◆ **ACTIVITY**
Copy out all lines of the material below in which "Local" occurs.

=== Section Start ===

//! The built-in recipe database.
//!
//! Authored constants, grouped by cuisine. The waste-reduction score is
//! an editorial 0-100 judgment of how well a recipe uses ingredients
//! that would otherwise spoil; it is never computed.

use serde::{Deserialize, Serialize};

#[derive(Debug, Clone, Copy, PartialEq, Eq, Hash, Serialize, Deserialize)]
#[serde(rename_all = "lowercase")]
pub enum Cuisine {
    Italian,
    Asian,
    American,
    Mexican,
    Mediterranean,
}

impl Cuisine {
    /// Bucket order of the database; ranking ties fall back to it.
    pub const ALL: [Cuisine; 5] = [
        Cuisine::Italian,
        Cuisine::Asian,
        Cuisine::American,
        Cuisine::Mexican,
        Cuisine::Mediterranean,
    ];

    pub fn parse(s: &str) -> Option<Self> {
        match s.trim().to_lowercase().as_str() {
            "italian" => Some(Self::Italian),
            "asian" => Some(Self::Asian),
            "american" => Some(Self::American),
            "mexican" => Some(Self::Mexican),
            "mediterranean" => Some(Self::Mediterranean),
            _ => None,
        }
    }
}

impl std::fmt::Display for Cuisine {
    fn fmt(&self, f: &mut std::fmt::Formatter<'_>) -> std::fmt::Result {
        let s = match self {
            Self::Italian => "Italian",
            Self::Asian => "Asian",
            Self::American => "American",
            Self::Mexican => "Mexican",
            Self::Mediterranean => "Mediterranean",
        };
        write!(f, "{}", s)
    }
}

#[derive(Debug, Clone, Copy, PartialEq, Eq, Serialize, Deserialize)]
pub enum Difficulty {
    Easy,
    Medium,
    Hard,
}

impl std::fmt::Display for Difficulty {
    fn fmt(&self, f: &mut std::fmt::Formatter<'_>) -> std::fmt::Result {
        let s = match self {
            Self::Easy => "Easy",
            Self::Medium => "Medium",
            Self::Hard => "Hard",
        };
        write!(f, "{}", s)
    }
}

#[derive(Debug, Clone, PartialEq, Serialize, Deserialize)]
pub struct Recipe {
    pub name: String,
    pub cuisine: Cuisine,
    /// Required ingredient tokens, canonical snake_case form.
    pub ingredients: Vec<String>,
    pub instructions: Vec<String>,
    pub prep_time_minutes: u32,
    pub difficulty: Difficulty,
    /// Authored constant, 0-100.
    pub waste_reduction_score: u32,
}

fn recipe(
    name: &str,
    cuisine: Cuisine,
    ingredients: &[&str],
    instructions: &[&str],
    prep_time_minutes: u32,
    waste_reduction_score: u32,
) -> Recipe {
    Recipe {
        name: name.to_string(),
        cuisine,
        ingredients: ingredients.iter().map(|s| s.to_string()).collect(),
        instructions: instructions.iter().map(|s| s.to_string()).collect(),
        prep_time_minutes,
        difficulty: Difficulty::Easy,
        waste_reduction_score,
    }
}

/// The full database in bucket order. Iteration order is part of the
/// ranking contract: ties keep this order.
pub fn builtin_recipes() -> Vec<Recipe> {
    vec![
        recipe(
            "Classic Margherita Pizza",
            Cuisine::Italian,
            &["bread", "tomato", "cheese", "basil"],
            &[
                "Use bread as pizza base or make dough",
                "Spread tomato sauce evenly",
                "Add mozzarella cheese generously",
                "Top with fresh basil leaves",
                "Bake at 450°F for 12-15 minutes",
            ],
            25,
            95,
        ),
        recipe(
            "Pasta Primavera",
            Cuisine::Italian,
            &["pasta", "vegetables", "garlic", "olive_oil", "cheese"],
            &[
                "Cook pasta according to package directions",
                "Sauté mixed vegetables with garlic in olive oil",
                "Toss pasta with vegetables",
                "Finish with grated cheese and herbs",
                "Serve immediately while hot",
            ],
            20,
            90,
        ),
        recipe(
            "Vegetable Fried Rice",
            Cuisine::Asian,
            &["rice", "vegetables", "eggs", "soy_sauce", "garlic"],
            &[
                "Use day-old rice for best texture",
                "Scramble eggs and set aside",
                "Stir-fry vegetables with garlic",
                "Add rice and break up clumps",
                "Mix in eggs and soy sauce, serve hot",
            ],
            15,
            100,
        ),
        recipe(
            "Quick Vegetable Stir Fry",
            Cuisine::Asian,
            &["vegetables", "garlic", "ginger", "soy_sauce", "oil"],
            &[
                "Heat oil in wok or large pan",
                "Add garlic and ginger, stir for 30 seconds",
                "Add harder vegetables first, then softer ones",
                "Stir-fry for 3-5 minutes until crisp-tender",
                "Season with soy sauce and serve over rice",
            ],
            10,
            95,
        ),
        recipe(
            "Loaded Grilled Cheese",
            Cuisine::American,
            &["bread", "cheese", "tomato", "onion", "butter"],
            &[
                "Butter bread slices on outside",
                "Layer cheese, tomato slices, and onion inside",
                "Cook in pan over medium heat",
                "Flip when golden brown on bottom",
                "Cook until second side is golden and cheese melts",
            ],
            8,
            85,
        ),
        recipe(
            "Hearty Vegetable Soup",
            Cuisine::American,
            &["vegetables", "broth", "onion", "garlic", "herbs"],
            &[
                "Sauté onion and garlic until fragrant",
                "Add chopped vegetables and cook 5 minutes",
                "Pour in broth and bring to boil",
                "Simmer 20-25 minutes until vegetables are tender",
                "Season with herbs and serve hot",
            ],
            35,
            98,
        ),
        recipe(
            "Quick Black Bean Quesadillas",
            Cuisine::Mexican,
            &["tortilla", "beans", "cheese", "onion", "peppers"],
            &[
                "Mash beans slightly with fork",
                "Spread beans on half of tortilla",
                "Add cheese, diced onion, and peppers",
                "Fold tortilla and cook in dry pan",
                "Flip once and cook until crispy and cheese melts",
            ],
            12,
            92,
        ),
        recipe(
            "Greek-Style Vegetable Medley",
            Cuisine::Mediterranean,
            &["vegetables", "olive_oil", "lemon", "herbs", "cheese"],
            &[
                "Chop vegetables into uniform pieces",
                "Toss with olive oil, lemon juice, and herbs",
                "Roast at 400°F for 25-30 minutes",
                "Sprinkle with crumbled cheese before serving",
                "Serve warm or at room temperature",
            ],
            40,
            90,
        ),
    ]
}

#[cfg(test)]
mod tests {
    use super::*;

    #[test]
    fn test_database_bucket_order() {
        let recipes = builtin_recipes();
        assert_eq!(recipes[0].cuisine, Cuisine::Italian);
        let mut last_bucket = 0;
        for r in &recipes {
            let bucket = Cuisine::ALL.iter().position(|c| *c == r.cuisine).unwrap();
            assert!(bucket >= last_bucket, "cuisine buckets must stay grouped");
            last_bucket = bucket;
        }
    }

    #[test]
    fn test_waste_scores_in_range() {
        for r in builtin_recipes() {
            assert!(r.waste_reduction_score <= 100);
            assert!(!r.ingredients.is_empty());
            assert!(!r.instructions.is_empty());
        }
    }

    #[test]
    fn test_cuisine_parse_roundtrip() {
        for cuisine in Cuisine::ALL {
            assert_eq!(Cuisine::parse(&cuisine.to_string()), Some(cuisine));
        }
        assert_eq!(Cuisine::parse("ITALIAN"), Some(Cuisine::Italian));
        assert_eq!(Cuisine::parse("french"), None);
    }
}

=== Section End ===
=== Section Start ===

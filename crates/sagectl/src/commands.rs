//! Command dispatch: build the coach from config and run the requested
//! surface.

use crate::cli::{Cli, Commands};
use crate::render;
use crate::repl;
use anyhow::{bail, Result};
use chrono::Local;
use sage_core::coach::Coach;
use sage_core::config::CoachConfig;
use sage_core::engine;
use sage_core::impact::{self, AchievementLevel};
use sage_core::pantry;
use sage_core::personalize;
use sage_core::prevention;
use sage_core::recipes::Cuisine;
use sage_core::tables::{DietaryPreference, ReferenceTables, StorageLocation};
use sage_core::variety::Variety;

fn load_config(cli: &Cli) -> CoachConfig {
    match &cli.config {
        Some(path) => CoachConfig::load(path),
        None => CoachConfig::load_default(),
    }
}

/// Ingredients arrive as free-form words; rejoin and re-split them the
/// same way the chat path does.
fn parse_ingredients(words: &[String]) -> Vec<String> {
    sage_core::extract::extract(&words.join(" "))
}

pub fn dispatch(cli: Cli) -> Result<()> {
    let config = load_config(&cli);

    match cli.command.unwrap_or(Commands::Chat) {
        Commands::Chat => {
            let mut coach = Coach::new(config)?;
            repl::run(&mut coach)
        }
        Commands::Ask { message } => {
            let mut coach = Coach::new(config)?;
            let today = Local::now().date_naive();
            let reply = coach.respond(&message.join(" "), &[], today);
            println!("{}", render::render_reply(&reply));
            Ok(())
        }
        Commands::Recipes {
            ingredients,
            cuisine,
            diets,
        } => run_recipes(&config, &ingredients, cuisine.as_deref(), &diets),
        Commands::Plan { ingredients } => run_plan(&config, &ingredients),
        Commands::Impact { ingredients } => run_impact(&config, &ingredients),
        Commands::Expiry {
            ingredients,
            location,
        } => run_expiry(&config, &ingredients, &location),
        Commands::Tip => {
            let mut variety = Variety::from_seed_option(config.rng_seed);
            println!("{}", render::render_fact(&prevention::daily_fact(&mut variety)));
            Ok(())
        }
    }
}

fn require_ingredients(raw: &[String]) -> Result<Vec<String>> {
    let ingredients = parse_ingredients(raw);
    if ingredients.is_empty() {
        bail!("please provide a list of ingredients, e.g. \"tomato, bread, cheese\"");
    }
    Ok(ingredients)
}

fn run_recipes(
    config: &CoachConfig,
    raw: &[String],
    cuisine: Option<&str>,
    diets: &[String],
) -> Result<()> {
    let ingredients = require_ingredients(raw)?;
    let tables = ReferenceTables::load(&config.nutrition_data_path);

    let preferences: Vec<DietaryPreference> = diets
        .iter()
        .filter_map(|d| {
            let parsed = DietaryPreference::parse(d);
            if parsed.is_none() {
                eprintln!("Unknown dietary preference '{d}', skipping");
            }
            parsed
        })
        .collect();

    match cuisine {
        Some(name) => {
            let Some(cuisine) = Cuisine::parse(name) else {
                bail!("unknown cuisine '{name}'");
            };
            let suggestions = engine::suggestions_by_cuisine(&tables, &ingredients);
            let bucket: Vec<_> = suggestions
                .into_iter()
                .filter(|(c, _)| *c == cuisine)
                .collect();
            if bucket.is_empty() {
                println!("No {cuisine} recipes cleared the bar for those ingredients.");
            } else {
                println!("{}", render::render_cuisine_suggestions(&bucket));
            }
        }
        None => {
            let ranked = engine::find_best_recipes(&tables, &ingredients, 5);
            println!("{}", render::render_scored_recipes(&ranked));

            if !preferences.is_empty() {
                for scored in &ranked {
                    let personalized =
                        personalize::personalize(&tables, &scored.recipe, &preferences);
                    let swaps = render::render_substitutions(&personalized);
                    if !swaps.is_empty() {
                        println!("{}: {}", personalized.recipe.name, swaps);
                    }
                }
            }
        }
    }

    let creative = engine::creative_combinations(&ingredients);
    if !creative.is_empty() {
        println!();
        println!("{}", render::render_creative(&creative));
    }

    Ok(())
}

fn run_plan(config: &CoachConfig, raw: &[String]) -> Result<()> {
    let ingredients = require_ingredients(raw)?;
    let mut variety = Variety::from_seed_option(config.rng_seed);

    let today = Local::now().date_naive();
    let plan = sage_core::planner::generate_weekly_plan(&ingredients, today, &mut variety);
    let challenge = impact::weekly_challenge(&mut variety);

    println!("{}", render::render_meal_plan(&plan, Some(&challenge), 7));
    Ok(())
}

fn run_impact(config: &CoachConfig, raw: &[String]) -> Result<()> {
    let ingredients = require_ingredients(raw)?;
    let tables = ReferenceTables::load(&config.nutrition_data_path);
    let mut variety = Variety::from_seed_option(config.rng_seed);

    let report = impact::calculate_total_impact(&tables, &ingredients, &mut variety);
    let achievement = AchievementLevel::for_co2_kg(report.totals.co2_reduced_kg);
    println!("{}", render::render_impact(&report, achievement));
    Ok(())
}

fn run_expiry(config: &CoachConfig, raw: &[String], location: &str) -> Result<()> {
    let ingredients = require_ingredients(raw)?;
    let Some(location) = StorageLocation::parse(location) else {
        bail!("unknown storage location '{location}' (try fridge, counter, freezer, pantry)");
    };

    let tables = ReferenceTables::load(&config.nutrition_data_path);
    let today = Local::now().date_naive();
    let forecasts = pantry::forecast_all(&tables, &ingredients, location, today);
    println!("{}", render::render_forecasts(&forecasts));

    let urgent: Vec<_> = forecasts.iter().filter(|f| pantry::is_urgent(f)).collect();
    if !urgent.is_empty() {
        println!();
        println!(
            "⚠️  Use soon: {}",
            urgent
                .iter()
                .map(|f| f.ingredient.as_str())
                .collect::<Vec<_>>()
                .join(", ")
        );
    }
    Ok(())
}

=== Section End ===

◆ **PROBLEM SOLUTION**
use chrono::Local;
            let today = Local::now().date_naive();
    let today = Local::now().date_naive();
    let today = Local::now().date_naive();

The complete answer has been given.